Households hit by £ 1bn in repayments if interest rates rise 0.25%
UK households would be hit by an “immediate increase” in interest payments of £ 976million if interest rates rose by just 0.25%, according to the international audit, tax and law firm. Mazars advice.
Mazars’ analysis of Bank of England data shows UK households currently pay £ 17.2 billion a year in (floating rate) interest payments which are likely to be ‘immediately affected’ by rising interest rates, including on variable rate mortgages, credit card debt and other personal loans.
The Bank of England’s base rate is currently 0.1%. According to Mazars, if rates were to increase by just 0.25%, those annual interest payments would rise to £ 18.2 billion almost overnight.
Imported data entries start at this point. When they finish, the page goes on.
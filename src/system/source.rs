//! ReportSource trait and the racadm-backed implementation.

use std::time::Duration;

use async_trait::async_trait;
use tracing::info;

use crate::config::types::Credentials;
use crate::error::ProbeError;
use crate::system::command::ReportCommand;
use crate::system::executor;

#[async_trait]
pub trait ReportSource: Send + Sync {
    /// Fail with `ToolUnavailable` if the report tool cannot be run.
    async fn ensure_available(&self) -> Result<(), ProbeError>;

    /// Run one report command and return its raw text.
    async fn fetch(&self, command: ReportCommand) -> Result<String, ProbeError>;
}

/// Queries an iDRAC through the racadm CLI.
pub struct RacadmSource {
    binary: String,
    host: String,
    credentials: Credentials,
    timeout: Duration,
}

impl RacadmSource {
    pub fn new(binary: String, host: String, credentials: Credentials, timeout: Duration) -> Self {
        Self {
            binary,
            host,
            credentials,
            timeout,
        }
    }
}

#[async_trait]
impl ReportSource for RacadmSource {
    async fn ensure_available(&self) -> Result<(), ProbeError> {
        match executor::find_binary(&self.binary) {
            Some(path) => {
                info!("Using racadm at {:?}", path);
                Ok(())
            }
            None => Err(ProbeError::ToolUnavailable {
                binary: self.binary.clone(),
            }),
        }
    }

    async fn fetch(&self, command: ReportCommand) -> Result<String, ProbeError> {
        info!("Querying iDRAC {} with '{}'", self.host, command);
        let cmd = executor::build_racadm_command(&self.binary, &self.host, &self.credentials, command);
        executor::run_racadm(cmd, self.timeout).await
    }
}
The group also said further increases in the base rate would have an “even more dramatic impact.”
If interest rates were to rise 0.5%, household interest payments would rise by an additional £ 1bn to £ 19.2bn, the company noted.
The group also said the majority of the rise in interest payments would be due to variable rate mortgages. UK borrowers currently have £ 325 billion in adjustable rate mortgages secured against their homes, at an average interest rate of 2.29%.
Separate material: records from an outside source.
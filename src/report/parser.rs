//! racadm getsensorinfo text parser.
//! Converts the whitespace-aligned, multi-section report into a SensorTable.
//!
//! Report layout (line endings are significant):
//!   "<intro>\r\r\nSensor Type : POWER\r\n<Sensor Name>  <Status>  <Type>\r\nPS1 Status  Present  AC\r\n\r\n"
//!   "Sensor Type : TEMPERATURE\r\n<Sensor Name>  <Status>  <Reading>\r\n..."
//!
//! Parsing is best effort: a section whose category/heading pair cannot be
//! resolved is dropped and the rest of the report is still parsed.

use std::sync::OnceLock;

use regex::Regex;
use tracing::{debug, trace};

use super::types::{Attributes, SensorTable};

const SECTION_TERMINATOR: &str = "\r\n\r\n";
const ROW_TERMINATOR: &str = "\r\n";
/// Separates the intro line from the first sensor section.
const HEADER_MARKER: &str = "\r\r\n";
/// Fields are separated by two or more spaces; sensor names contain single spaces.
const FIELD_DELIMITER: &str = "  ";
const CATEGORY_LINE_TOKEN: &str = "Sensor Type";
/// Categories whose readings are reduced to digits only.
const NUMERIC_CATEGORIES: [&str; 2] = ["fan", "temperature"];

fn annotation_regex() -> &'static Regex {
    static ANNOTATION: OnceLock<Regex> = OnceLock::new();
    ANNOTATION.get_or_init(|| Regex::new(r"\[.+?\]").expect("annotation pattern is valid"))
}

/// Category and column headings resolved from the top of a section.
#[derive(Debug, Clone, PartialEq, Eq)]
struct SectionHeader {
    category: String,
    /// Position 0 is the instance-name column.
    headings: Vec<String>,
}

/// Parse a raw report into a SensorTable. Never fails; malformed sections are skipped.
pub fn parse(raw: &str) -> SensorTable {
    let mut table = SensorTable::new();
    let mut sections = raw.split(SECTION_TERMINATOR);

    // The first section carries the intro line and annotation noise. Its
    // cleaned form is parsed after every body section.
    let header = sections.next().and_then(clean_header_section);

    let mut skipped = 0usize;
    for section in sections {
        if !parse_section(section, &mut table) {
            skipped += 1;
        }
    }
    if let Some(header) = header {
        if !parse_section(&header, &mut table) {
            skipped += 1;
        }
    }

    debug!(
        "Parsed sensor report: {} categories, {} instances, {} sections skipped",
        table.len(),
        table.instance_count(),
        skipped
    );
    table
}

/// Take the part of the first section after the intro marker and strip `[...]`
/// annotations from each line. Returns None when the marker is absent.
fn clean_header_section(section: &str) -> Option<String> {
    let body = section.split(HEADER_MARKER).nth(1)?;
    let annotation = annotation_regex();

    let cleaned = body
        .split(ROW_TERMINATOR)
        .filter(|line| !line.is_empty())
        .map(|line| format!("{}{}", annotation.replace_all(line, ""), ROW_TERMINATOR))
        .collect();

    Some(cleaned)
}

/// Merge one section into `table`. Returns false if the section was skipped.
fn parse_section(section: &str, table: &mut SensorTable) -> bool {
    let lines: Vec<&str> = section
        .split(ROW_TERMINATOR)
        .filter(|line| !line.is_empty())
        .collect();

    let header = match resolve_section(&lines) {
        Some(header) => header,
        None => {
            trace!("Skipping unresolvable section ({} lines)", lines.len());
            return false;
        }
    };

    let instances = table.ensure_category(&header.category);
    for line in lines.iter().filter(|line| is_data_row(line)) {
        if let Some((name, attributes)) = parse_row(line, &header) {
            instances.insert(name, attributes);
        }
    }

    true
}

/// Resolve the category/heading pair from lines [0,1], falling back to [1,2]
/// when the section opens with a noise line.
fn resolve_section(lines: &[&str]) -> Option<SectionHeader> {
    resolve_at(lines, 0).or_else(|| resolve_at(lines, 1))
}

fn resolve_at(lines: &[&str], start: usize) -> Option<SectionHeader> {
    let category_line = lines.get(start)?;
    let heading_line = lines.get(start + 1)?;

    let category = format_name(category_line.split(':').nth(1)?);
    if category.is_empty() {
        return None;
    }

    let headings = clean_headings(heading_line)?;
    Some(SectionHeader { category, headings })
}

/// Split a `<Sensor Name>  <Status>  <Reading>` line into lowercase headings.
/// Returns None when the line is not a heading line or a heading cleans to nothing.
fn clean_headings(line: &str) -> Option<Vec<String>> {
    if !line.contains('>') {
        return None;
    }

    let headings: Vec<String> = line
        .split('>')
        .filter(|part| !part.trim().is_empty())
        .map(|part| part.replace('<', "").trim().to_lowercase())
        .collect();

    if headings.is_empty() || headings.iter().any(|h| h.is_empty()) {
        return None;
    }
    Some(headings)
}

fn is_data_row(line: &str) -> bool {
    !line.is_empty() && !line.contains(CATEGORY_LINE_TOKEN) && !line.contains('<')
}

/// Split a data row into its instance name and attribute map.
/// Readings beyond the last heading are ignored. Returns None if nothing was read.
fn parse_row(line: &str, header: &SectionHeader) -> Option<(String, Attributes)> {
    let fields: Vec<&str> = line
        .split(FIELD_DELIMITER)
        .map(str::trim)
        .filter(|field| !field.is_empty())
        .collect();

    let (name, readings) = fields.split_first()?;

    let mut attributes = Attributes::new();
    for (index, reading) in readings.iter().enumerate().map(|(i, r)| (i + 1, r)) {
        let Some(heading) = header.headings.get(index) else {
            trace!("Row '{}' has more fields than headings; ignoring the rest", name);
            break;
        };
        attributes.insert(heading.clone(), normalize_reading(&header.category, reading));
    }

    if attributes.is_empty() {
        return None;
    }
    Some((format_name(name), attributes))
}

/// `" System Board Inlet Temp "` -> `"system_board_inlet_temp"`
fn format_name(raw: &str) -> String {
    raw.trim().to_lowercase().replace(' ', "_")
}

/// Remove all whitespace; fan and temperature readings keep digits only.
fn normalize_reading(category: &str, raw: &str) -> String {
    let compact: String = raw.chars().filter(|c| !c.is_whitespace()).collect();

    if NUMERIC_CATEGORIES.contains(&category) {
        compact.chars().filter(|c| c.is_ascii_digit()).collect()
    } else {
        compact
    }
}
Mazars said that while the Bank of England has focused on keeping the cost of borrowing low during the pandemic, that “may have to change if inflation continues to rise.”
Paul Rouse, partner at Mazars, said: “While the Bank of England is unlikely to raise short-term interest rates, if inflation continues at its current rate, there could be no d ‘no choice but to do it. “
“UK households need to be aware of the potential consequences of rising interest rates on their finances if inflation forces the Bank to change course.”